[Collection entries]
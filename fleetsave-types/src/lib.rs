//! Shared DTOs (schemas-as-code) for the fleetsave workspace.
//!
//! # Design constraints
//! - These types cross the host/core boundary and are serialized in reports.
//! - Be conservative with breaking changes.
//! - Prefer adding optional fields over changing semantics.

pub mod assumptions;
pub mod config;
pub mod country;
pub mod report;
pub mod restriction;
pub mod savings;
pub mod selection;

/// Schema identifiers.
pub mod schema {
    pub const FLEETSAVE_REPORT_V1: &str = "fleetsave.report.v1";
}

EXERCISE BRIEF:
All that should appear in the response is the run of lines from the first line of the entries through the line containing "pub mod selection;", copied exactly.

WRITTEN ANSWER:
filename fleetsave-types/src/lib.rs
//! Shared DTOs (schemas-as-code) for the fleetsave workspace.
//!
//! # Design constraints
//! - These types cross the host/core boundary and are serialized in reports.
//! - Be conservative with breaking changes.
//! - Prefer adding optional fields over changing semantics.

pub mod assumptions;
pub mod config;
pub mod country;
pub mod report;
pub mod restriction;
pub mod savings;
pub mod selection;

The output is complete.